EXERCISE DESCRIPTION -
What you return should be the lines from the first line of the records below through the line holding "construction. Nodes and connections", unchanged.

** Opening TASK INPUT block **

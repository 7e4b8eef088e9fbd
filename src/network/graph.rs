//! Network graph structure.

use std::collections::HashMap;

use super::connection::{Connection, FeedbackLaw};
use super::node::Node;
use super::types::{NodeId, NodeRole};
use crate::dsl::NetworkAst;
use crate::error::{PhysarumError, Result};

/// Keys accepted after the length and conductivity of a connection line.
const CONNECTION_PARAMS: [&str; 4] = ["law", "alpha", "k", "weight"];

/// A fixed topology of nodes and connections ready for solving.
///
/// The adjacency lookup is built once on construction. Nodes and connections
/// can be inspected and their state mutated, but none can be added or
/// removed, so the lookup stays consistent for the lifetime of the network.
#[derive(Debug, Clone)]
pub struct Network {
    nodes: Vec<Node>,
    connections: Vec<Connection>,
    /// Node id to position in `nodes`
    index: HashMap<NodeId, usize>,
    /// Positions of (start, end) for each connection
    endpoints: Vec<(usize, usize)>,
    /// Row-major `n x n` table of the connection joining each ordered pair
    adjacency: Vec<Option<usize>>,
}

impl Network {
    /// Build a network, resolving every connection endpoint against the
    /// node collection.
    ///
    /// Fails if node ids repeat, a connection references an unknown node,
    /// or a connection length is not strictly positive.
    pub fn new(nodes: Vec<Node>, connections: Vec<Connection>) -> Result<Self> {
        super::validate::validate_lengths(&connections)?;

        let mut index = HashMap::with_capacity(nodes.len());
        for (i, node) in nodes.iter().enumerate() {
            if index.insert(node.id(), i).is_some() {
                return Err(PhysarumError::DuplicateNode { id: node.id() });
            }
        }

        let resolve = |connection: usize, node: NodeId| {
            index
                .get(&node)
                .copied()
                .ok_or(PhysarumError::NodeNotFound { connection, node })
        };

        let endpoints = connections
            .iter()
            .enumerate()
            .map(|(c, con)| Ok((resolve(c, con.start())?, resolve(c, con.end())?)))
            .collect::<Result<Vec<_>>>()?;

        let n = nodes.len();
        let mut adjacency = vec![None; n * n];
        // A later connection between the same pair takes over the entry
        for (c, &(s, e)) in endpoints.iter().enumerate() {
            adjacency[s * n + e] = Some(c);
            adjacency[e * n + s] = Some(c);
        }

        Ok(Self {
            nodes,
            connections,
            index,
            endpoints,
            adjacency,
        })
    }

    /// Build a network from a parsed description.
    ///
    /// Node ids are assigned in order of first appearance.
    pub fn from_ast(ast: &NetworkAst) -> Result<Self> {
        let mut node_map: HashMap<String, usize> = HashMap::new();
        let mut nodes: Vec<Node> = Vec::new();

        fn intern(
            name: &str,
            node_map: &mut HashMap<String, usize>,
            nodes: &mut Vec<Node>,
        ) -> usize {
            if let Some(&id) = node_map.get(name) {
                return id;
            }
            let id = nodes.len();
            let mut node = Node::new(id);
            node.set_name(name);
            nodes.push(node);
            node_map.insert(name.to_string(), id);
            id
        }

        for decl in &ast.nodes {
            let id = intern(&decl.name, &mut node_map, &mut nodes);
            if let Some(label) = &decl.label {
                nodes[id].set_name(label.clone());
            }
        }

        let mut connections = Vec::with_capacity(ast.connections.len());
        for def in &ast.connections {
            let start = intern(&def.start, &mut node_map, &mut nodes);
            let end = intern(&def.end, &mut node_map, &mut nodes);

            let mut unknown: Vec<&str> = def
                .params
                .keys()
                .map(String::as_str)
                .filter(|key| !CONNECTION_PARAMS.contains(key))
                .collect();
            unknown.sort_unstable();
            if let Some(key) = unknown.first() {
                return Err(PhysarumError::invalid_connection(
                    &def.name,
                    def.line,
                    format!("unknown parameter '{}' (expected law, alpha, k or weight)", key),
                ));
            }

            let law = match def.params.get("law") {
                Some(&v) => FeedbackLaw::from_index(v as u32)
                    .filter(|_| v.fract() == 0.0)
                    .ok_or_else(|| {
                        PhysarumError::invalid_connection(
                            &def.name,
                            def.line,
                            format!("unknown feedback law {} (expected 1, 2 or 3)", v),
                        )
                    })?,
                None => FeedbackLaw::default(),
            };

            let mut con = Connection::new(NodeId(start), NodeId(end), def.length, def.conductivity)
                .with_name(def.name.clone())
                .with_law(law);
            if let Some(&alpha) = def.params.get("alpha") {
                con.set_alpha(alpha);
            }
            if let Some(&k) = def.params.get("k") {
                con.set_saturation(k);
            }
            if let Some(&weight) = def.params.get("weight") {
                con.set_weight(weight);
            }
            connections.push(con);
        }

        for name in &ast.sources {
            let id = intern(name, &mut node_map, &mut nodes);
            nodes[id].set_role(NodeRole::Source);
        }
        for name in &ast.sinks {
            let id = intern(name, &mut node_map, &mut nodes);
            nodes[id].set_role(NodeRole::Sink);
        }

        Self::new(nodes, connections)
    }

    /// Number of nodes.
    pub fn node_count(&self) -> usize {
        self.nodes.len()
    }

    /// Number of connections.
    pub fn connection_count(&self) -> usize {
        self.connections.len()
    }

    pub fn nodes(&self) -> &[Node] {
        &self.nodes
    }

    pub fn connections(&self) -> &[Connection] {
        &self.connections
    }

    /// Mutable access to a connection's state.
    ///
    /// Endpoints and length cannot change through this handle.
    pub fn connection_mut(&mut self, index: usize) -> Option<&mut Connection> {
        self.connections.get_mut(index)
    }

    /// Position of a node in the node collection.
    pub fn node_index(&self, id: NodeId) -> Option<usize> {
        self.index.get(&id).copied()
    }

    /// Find a node by id.
    pub fn node(&self, id: NodeId) -> Option<&Node> {
        self.node_index(id).map(|i| &self.nodes[i])
    }

    /// Find a node by id, mutably.
    pub fn node_mut(&mut self, id: NodeId) -> Option<&mut Node> {
        self.node_index(id).map(move |i| &mut self.nodes[i])
    }

    /// Find a node by display name.
    pub fn find_node(&self, name: &str) -> Option<&Node> {
        self.nodes.iter().find(|n| n.name() == name)
    }

    /// Node positions of a connection's (start, end).
    pub fn endpoints(&self, connection: usize) -> (usize, usize) {
        self.endpoints[connection]
    }

    /// Connection joining the nodes at positions `i` and `j`, in either order.
    pub fn connection_at(&self, i: usize, j: usize) -> Option<&Connection> {
        let n = self.nodes.len();
        self.adjacency[i * n + j].map(|c| &self.connections[c])
    }

    /// Connection joining two nodes, looked up by id.
    pub fn connection_between(&self, a: NodeId, b: NodeId) -> Option<&Connection> {
        let i = self.node_index(a)?;
        let j = self.node_index(b)?;
        self.connection_at(i, j)
    }

    /// D/L of the connection between the nodes at positions `i` and `j`.
    ///
    /// Zero when the nodes are not connected, and zero for `i == j` even if
    /// a self-loop exists.
    pub fn dl_fraction(&self, i: usize, j: usize) -> f64 {
        if i == j {
            return 0.0;
        }
        self.connection_at(i, j).map_or(0.0, Connection::dl_fraction)
    }

    /// D/L between two nodes looked up by id; `None` if either id is unknown.
    pub fn dl_fraction_between(&self, a: NodeId, b: NodeId) -> Option<f64> {
        let i = self.node_index(a)?;
        let j = self.node_index(b)?;
        Some(self.dl_fraction(i, j))
    }

    /// Write solved pressures into the nodes, by position.
    pub(crate) fn set_pressures(&mut self, pressures: &[f64]) {
        for (node, &p) in self.nodes.iter_mut().zip(pressures) {
            node.set_pressure(p);
        }
    }

    /// Recompute flux and conductivity of every connection from the current
    /// node pressures.
    pub(crate) fn update_connections(&mut self, mue: f64) {
        for (con, &(s, e)) in self.connections.iter_mut().zip(&self.endpoints) {
            let p_start = self.nodes[s].pressure();
            let p_end = self.nodes[e].pressure();
            con.update_flux_and_conductivity(p_start, p_end, mue);
        }
    }
}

** Closing TASK INPUT block **

OUTPUT -
repository 7e4b8eef088e9fbd
filename src/network/graph.rs
//! Network graph structure.

use std::collections::HashMap;

use super::connection::{Connection, FeedbackLaw};
use super::node::Node;
use super::types::{NodeId, NodeRole};
use crate::dsl::NetworkAst;
use crate::error::{PhysarumError, Result};

/// Keys accepted after the length and conductivity of a connection line.
const CONNECTION_PARAMS: [&str; 4] = ["law", "alpha", "k", "weight"];

/// A fixed topology of nodes and connections ready for solving.
///
/// The adjacency lookup is built once on construction. Nodes and connections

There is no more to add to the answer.